(Data extract)

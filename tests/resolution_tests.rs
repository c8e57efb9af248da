// tests/resolution_tests.rs
// End-to-end resolution through the public API: references, then tiers

use std::collections::BTreeSet;

use aish_core::{
    parse, resolve, Action, CommandTable, CommandTables, ContextStore, Entities, PatternTable,
    ResolveError, Resolver, Tier,
};
use insta::assert_json_snapshot;

fn builtins(names: &[&str]) -> BTreeSet<String> {
    names.iter().map(|s| s.to_string()).collect()
}

fn history(commands: &[&str]) -> ContextStore {
    let mut ctx = ContextStore::new();
    for cmd in commands {
        ctx.append(*cmd, None, None, Entities::new(), 0);
    }
    ctx
}

#[test]
fn show_system_info_resolves_to_builtin() {
    let tables = CommandTables::new(
        PatternTable::from_pairs([("show system info", "sysinfo")]),
        CommandTable::new(),
    );
    let action = parse("Show System Info", &tables, &builtins(&["sysinfo"]), "linux").unwrap();
    assert_eq!(action, Action::builtin("sysinfo", vec![]));
}

#[test]
fn listdir_on_windows_uses_windows_template() {
    let mut commands = CommandTable::new();
    commands.insert_pairs("listdir", &[("linux", "ls"), ("windows", "dir")]);
    let tables = CommandTables::new(PatternTable::new(), commands);

    let resolution = Resolver::new(&tables, &builtins(&[]), "windows")
        .resolve("listdir -a")
        .unwrap();
    assert_eq!(resolution.tier, Tier::HeadCommand);

    assert_json_snapshot!(resolution.action, @r###"
    {
      "kind": "shell",
      "command_line": "dir -a"
    }
    "###);
}

#[test]
fn whole_pattern_wins_over_builtin_head() {
    let tables = CommandTables::new(
        PatternTable::from_pairs([("list all files", "ls")]),
        CommandTable::new(),
    );
    let resolution = Resolver::new(&tables, &builtins(&["ls", "list"]), "linux")
        .resolve("list all files")
        .unwrap();
    assert_eq!(resolution.tier, Tier::ExactPattern);
    assert_eq!(resolution.action, Action::builtin("ls", vec![]));
}

#[test]
fn missing_os_template_falls_back_to_linux() {
    let mut commands = CommandTable::new();
    commands.insert_pairs("ll", &[("linux", "ls -la")]);
    let tables = CommandTables::new(PatternTable::new(), commands);

    let action = parse("ll", &tables, &builtins(&[]), "windows").unwrap();
    assert_eq!(action, Action::shell("ls -la"));
}

#[test]
fn fuzzy_cutoff_boundary() {
    let mut commands = CommandTable::new();
    commands.insert_pairs("up", &[("linux", "uptime")]);

    // ratio("abcde", "abcxy") is exactly 0.6
    let at_cutoff = CommandTables::new(PatternTable::from_pairs([("abcxy", "up")]), commands.clone());
    let action = parse("abcde", &at_cutoff, &builtins(&[]), "linux").unwrap();
    assert_eq!(action, Action::shell("uptime"));

    // ratio("abcdefgh", "abcdexxxx") is 10/17, just under
    let below = CommandTables::new(PatternTable::from_pairs([("abcdexxxx", "up")]), commands);
    let resolution = Resolver::new(&below, &builtins(&[]), "linux")
        .resolve("abcdefgh")
        .unwrap();
    assert_eq!(resolution.tier, Tier::Passthrough);
    assert_eq!(resolution.action, Action::shell("abcdefgh"));
}

#[test]
fn unmatched_input_passes_through_normalized() {
    let tables = CommandTables::embedded().unwrap();
    let action = parse("  git   log --oneline  ", &tables, &builtins(&[]), "linux").unwrap();
    assert_eq!(action, Action::shell("git log --oneline"));
}

#[test]
fn empty_input_is_not_a_match() {
    let tables = CommandTables::embedded().unwrap();
    assert_eq!(
        parse(" \t ", &tables, &builtins(&[]), "linux"),
        Err(ResolveError::NoActionableInput)
    );
}

#[test]
fn one_command_ago_returns_last_command() {
    let ctx = history(&["ls /tmp", "cd /var"]);
    assert_eq!(resolve("1 commands ago", &ctx, "linux"), "cd /var");
}

#[test]
fn commands_ago_beyond_history_is_unchanged() {
    let ctx = history(&["a", "b", "c"]);
    assert_eq!(resolve("5 commands ago", &ctx, "linux"), "5 commands ago");
    assert_eq!(resolve("2 commands ago", &ctx, "linux"), "b");
}

#[test]
fn again_is_idempotent() {
    let ctx = history(&["ls /tmp", "cd /var"]);
    let first = resolve("again", &ctx, "linux");
    assert_eq!(first, resolve("again", &ctx, "linux"));
    assert_eq!(first, "cd /var");
}

#[test]
fn reference_then_resolve_with_embedded_tables() {
    let tables = CommandTables::embedded().unwrap();
    let ctx = history(&["ls /tmp"]);

    let expanded = resolve("with details", &ctx, "linux");
    assert_eq!(expanded, "ls /tmp -l");

    let action = parse(&expanded, &tables, &builtins(&[]), "linux").unwrap();
    assert_eq!(action, Action::shell("ls /tmp -l"));
}

#[test]
fn repeat_of_templated_command_resolves_once() {
    let tables = CommandTables::embedded().unwrap();
    let ctx = history(&["df"]);

    let expanded = resolve("again", &ctx, "linux");
    assert_eq!(expanded, "df");
    let action = parse(&expanded, &tables, &builtins(&[]), "linux").unwrap();
    assert_eq!(action, Action::shell("df -h"));
}

#[test]
fn modifier_words_in_literal_commands_pass_through() {
    let tables = CommandTables::embedded().unwrap();
    let ctx = history(&["ls /tmp"]);

    for literal in ["cat details.txt", "echo go to bed"] {
        let expanded = resolve(literal, &ctx, "linux");
        assert_eq!(expanded, literal);
        let action = parse(&expanded, &tables, &builtins(&[]), "linux").unwrap();
        assert_eq!(action, Action::shell(literal));
    }
}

(End Data extract)

Problem to solve |
The lines to return are those holding the string "ContextStore" anywhere in the listing above.

Task output |
    parse, resolve, Action, CommandTable, CommandTables, ContextStore, Entities, PatternTable,
fn history(commands: &[&str]) -> ContextStore {
    let mut ctx = ContextStore::new();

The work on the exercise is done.